** Opening DATA PROVIDED block **

/// Split the flat style table into the deduplicated component lists
/// `styles.xml` wants (fonts / fills / borders / number formats), assigning
/// each style its component ids.
///
/// Fill slots 0 and 1 are reserved: Excel expects `none` and `gray125` there.
fn split_styles(styles: &StyleTable) -> StyleComponents {
    let mut custom_num_fmts: Vec<(u32, String)> = Vec::new();
    let mut num_fmt_index: HashMap<String, u32> = HashMap::new();

    let mut fonts: Vec<Font> = vec![Font::default()];
    let mut font_index: HashMap<Font, u32> = HashMap::new();
    font_index.insert(Font::default(), 0);

    let mut fills: Vec<Fill> = vec![Fill::default(), Fill::default()];
    let mut fill_index: HashMap<Fill, u32> = HashMap::new();

    let mut borders: Vec<Border> = vec![Border::default()];
    let mut border_index: HashMap<Border, u32> = HashMap::new();
    border_index.insert(Border::default(), 0);

    let mut num_fmt_ids = Vec::with_capacity(styles.len());
    let mut font_ids = Vec::with_capacity(styles.len());
    let mut fill_ids = Vec::with_capacity(styles.len());
    let mut border_ids = Vec::with_capacity(styles.len());

    for style in &styles.styles {
        let num_fmt_id = match &style.number_format {
            None => 0,
            Some(code) => builtin_num_fmt_id(code).unwrap_or_else(|| {
                *num_fmt_index.entry(code.clone()).or_insert_with(|| {
                    let id = 164 + custom_num_fmts.len() as u32;
                    custom_num_fmts.push((id, code.clone()));
                    id
                })
            }),
        };
        num_fmt_ids.push(num_fmt_id);

        let font = style.font.clone().unwrap_or_default();
        let font_id = *font_index.entry(font.clone()).or_insert_with(|| {
            fonts.push(font);
            (fonts.len() - 1) as u32
        });
        font_ids.push(font_id);

        let fill_id = match &style.fill {
            None => 0,
            Some(fill) if fill.background.is_none() => 0,
            Some(fill) => *fill_index.entry(fill.clone()).or_insert_with(|| {
                fills.push(fill.clone());
                (fills.len() - 1) as u32
            }),
        };
        fill_ids.push(fill_id);

        let border = style.border.clone().unwrap_or_default();
        let border_id = *border_index.entry(border.clone()).or_insert_with(|| {
            borders.push(border);
            (borders.len() - 1) as u32
        });
        border_ids.push(border_id);
    }

    StyleComponents {
        num_fmt_ids,
        custom_num_fmts,
        font_ids,
        fonts,
        fill_ids,
        fills,
        border_ids,
        borders,
    }
}

fn font_xml(font: &Font) -> String {
    let mut out = String::from("<font>");
    if font.bold {
        out.push_str("<b/>");
    }
    let size = font.size_points().unwrap_or(11.0);
    out.push_str(&format!(r#"<sz val="{}"/>"#, format_number(size)));
    let name = font.name.as_deref().unwrap_or("Calibri");
    out.push_str(&format!(r#"<name val="{}"/>"#, escape_attr(name)));
    out.push_str("</font>");
    out
}

fn fill_xml(index: usize, fill: &Fill) -> String {
    // Slots 0/1 are the fixed none/gray125 fills.
    match index {
        0 => r#"<fill><patternFill patternType="none"/></fill>"#.to_string(),
        1 => r#"<fill><patternFill patternType="gray125"/></fill>"#.to_string(),
        _ => {
            let color = fill
                .background
                .expect("solid fills past slot 1 always carry a color");
            format!(
                r#"<fill><patternFill patternType="solid"><fgColor rgb="{}"/><bgColor indexed="64"/></patternFill></fill>"#,
                color.to_xlsx_hex()
            )
        }
    }
}

fn border_xml(border: &Border) -> String {
    let edge = |tag: &str, style: paysheet_model::BorderStyle| -> String {
        match style.as_xlsx_str() {
            None => format!("<{tag}/>"),
            Some(s) => {
                let color = match border.color {
                    Some(c) => format!(r#"<color rgb="{}"/>"#, c.to_xlsx_hex()),
                    None => r#"<color auto="1"/>"#.to_string(),
                };
                format!(r#"<{tag} style="{s}">{color}</{tag}>"#)
            }
        }
    };
    format!(
        "<border>{}{}{}{}<diagonal/></border>",
        edge("left", border.left),
        edge("right", border.right),
        edge("top", border.top),
        edge("bottom", border.bottom),
    )
}

fn styles_xml(styles: &StyleTable) -> String {
    let parts = split_styles(styles);

    let mut xml = String::new();
    xml.push_str(r#"<?xml version="1.0" encoding="UTF-8" standalone="yes"?>"#);
    xml.push_str(
        r#"<styleSheet xmlns="http://schemas.openxmlformats.org/spreadsheetml/2006/main">"#,
    );

    if !parts.custom_num_fmts.is_empty() {
        xml.push_str(&format!(
            r#"<numFmts count="{}">"#,
            parts.custom_num_fmts.len()
        ));
        for (id, code) in &parts.custom_num_fmts {
            xml.push_str(&format!(
                r#"<numFmt numFmtId="{id}" formatCode="{}"/>"#,
                escape_attr(code)
            ));
        }
        xml.push_str("</numFmts>");
    }

    xml.push_str(&format!(r#"<fonts count="{}">"#, parts.fonts.len()));
    for font in &parts.fonts {
        xml.push_str(&font_xml(font));
    }
    xml.push_str("</fonts>");

    xml.push_str(&format!(r#"<fills count="{}">"#, parts.fills.len()));
    for (i, fill) in parts.fills.iter().enumerate() {
        xml.push_str(&fill_xml(i, fill));
    }
    xml.push_str("</fills>");

    xml.push_str(&format!(r#"<borders count="{}">"#, parts.borders.len()));
    for border in &parts.borders {
        xml.push_str(&border_xml(border));
    }
    xml.push_str("</borders>");

    xml.push_str(r#"<cellStyleXfs count="1"><xf numFmtId="0" fontId="0" fillId="0" borderId="0"/></cellStyleXfs>"#);

    xml.push_str(&format!(r#"<cellXfs count="{}">"#, styles.len()));
    for (i, style) in styles.styles.iter().enumerate() {
        let num_fmt_id = parts.num_fmt_ids[i];
        let font_id = parts.font_ids[i];
        let fill_id = parts.fill_ids[i];
        let border_id = parts.border_ids[i];

        xml.push_str(&format!(
            r#"<xf numFmtId="{num_fmt_id}" fontId="{font_id}" fillId="{fill_id}" borderId="{border_id}" xfId="0""#
        ));
        if num_fmt_id != 0 {
            xml.push_str(r#" applyNumberFormat="1""#);
        }
        if font_id != 0 {
            xml.push_str(r#" applyFont="1""#);
        }
        if fill_id != 0 {
            xml.push_str(r#" applyFill="1""#);
        }
        if border_id != 0 {
            xml.push_str(r#" applyBorder="1""#);
        }
        match &style.alignment {
            Some(alignment) => {
                xml.push_str(r#" applyAlignment="1">"#);
                xml.push_str("<alignment");
                if let Some(h) = alignment.horizontal {
                    xml.push_str(&format!(r#" horizontal="{}""#, h.as_xlsx_str()));
                }
                if let Some(v) = alignment.vertical {
                    xml.push_str(&format!(r#" vertical="{}""#, v.as_xlsx_str()));
                }
                xml.push_str("/></xf>");
            }
            None => xml.push_str("/>"),
        }
    }
    xml.push_str("</cellXfs>");

    xml.push_str(r#"<cellStyles count="1"><cellStyle name="Normal" xfId="0" builtinId="0"/></cellStyles>"#);
    xml.push_str("</styleSheet>");
    xml
}

fn worksheet_xml(sheet: &Worksheet, shared_lookup: &HashMap<String, u32>) -> String {
    let mut xml = String::new();
    xml.push_str(r#"<?xml version="1.0" encoding="UTF-8" standalone="yes"?>"#);
    xml.push_str(
        r#"<worksheet xmlns="http://schemas.openxmlformats.org/spreadsheetml/2006/main" xmlns:r="http://schemas.openxmlformats.org/officeDocument/2006/relationships">"#,
    );

    let setup = &sheet.page_setup;
    if setup.fit_to_page() {
        xml.push_str(r#"<sheetPr><pageSetUpPr fitToPage="1"/></sheetPr>"#);
    }

    let dimension = sheet
        .used_range()
        .map(|r| r.to_string())
        .unwrap_or_else(|| "A1".to_string());
    xml.push_str(&format!(r#"<dimension ref="{dimension}"/>"#));

    if !sheet.col_widths.is_empty() {
        xml.push_str("<cols>");
        for (col, width) in &sheet.col_widths {
            xml.push_str(&format!(
                r#"<col min="{0}" max="{0}" width="{1}" customWidth="1"/>"#,
                col + 1,
                width
            ));
        }
        xml.push_str("</cols>");
    }

    xml.push_str(&sheet_data_xml(sheet, shared_lookup));

    if !sheet.merges.is_empty() {
        xml.push_str(&format!(r#"<mergeCells count="{}">"#, sheet.merges.len()));
        for merge in &sheet.merges {
            xml.push_str(&format!(r#"<mergeCell ref="{merge}"/>"#));
        }
        xml.push_str("</mergeCells>");
    }

    if !setup.is_default() {
        if setup.horizontal_centered {
            xml.push_str(r#"<printOptions horizontalCentered="1"/>"#);
        }
        let m = setup.margins;
        xml.push_str(&format!(
            r#"<pageMargins left="{}" right="{}" top="{}" bottom="{}" header="{}" footer="{}"/>"#,
            m.left, m.right, m.top, m.bottom, m.header, m.footer
        ));
        xml.push_str(&format!(
            r#"<pageSetup paperSize="{}" orientation="{}""#,
            setup.paper_size.0,
            setup.orientation.as_xlsx_str()
        ));
        if let Some(w) = setup.fit_to_width {
            xml.push_str(&format!(r#" fitToWidth="{w}""#));
        }
        if let Some(h) = setup.fit_to_height {
            xml.push_str(&format!(r#" fitToHeight="{h}""#));
        }
        xml.push_str("/>");
    }

    xml.push_str("</worksheet>");
    xml
}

** Closing DATA PROVIDED block **

▸ AIM OF THE TASK: All that is needed is the exact run of lines above from the line containing "border_ids.push(border_id);" through the line containing "let color = match", both of them included.

▸ WRITTEN SOLUTION:
        border_ids.push(border_id);
    }

    StyleComponents {
        num_fmt_ids,
        custom_num_fmts,
        font_ids,
        fonts,
        fill_ids,
        fills,
        border_ids,
        borders,
    }
}

fn font_xml(font: &Font) -> String {
    let mut out = String::from("<font>");
    if font.bold {
        out.push_str("<b/>");
    }
    let size = font.size_points().unwrap_or(11.0);
    out.push_str(&format!(r#"<sz val="{}"/>"#, format_number(size)));
    let name = font.name.as_deref().unwrap_or("Calibri");
    out.push_str(&format!(r#"<name val="{}"/>"#, escape_attr(name)));
    out.push_str("</font>");
    out
}

fn fill_xml(index: usize, fill: &Fill) -> String {
    // Slots 0/1 are the fixed none/gray125 fills.
    match index {
        0 => r#"<fill><patternFill patternType="none"/></fill>"#.to_string(),
        1 => r#"<fill><patternFill patternType="gray125"/></fill>"#.to_string(),
        _ => {
            let color = fill
                .background
                .expect("solid fills past slot 1 always carry a color");
            format!(
                r#"<fill><patternFill patternType="solid"><fgColor rgb="{}"/><bgColor indexed="64"/></patternFill></fill>"#,
                color.to_xlsx_hex()
            )
        }
    }
}

fn border_xml(border: &Border) -> String {
    let edge = |tag: &str, style: paysheet_model::BorderStyle| -> String {
        match style.as_xlsx_str() {
            None => format!("<{tag}/>"),
            Some(s) => {
                let color = match border.color {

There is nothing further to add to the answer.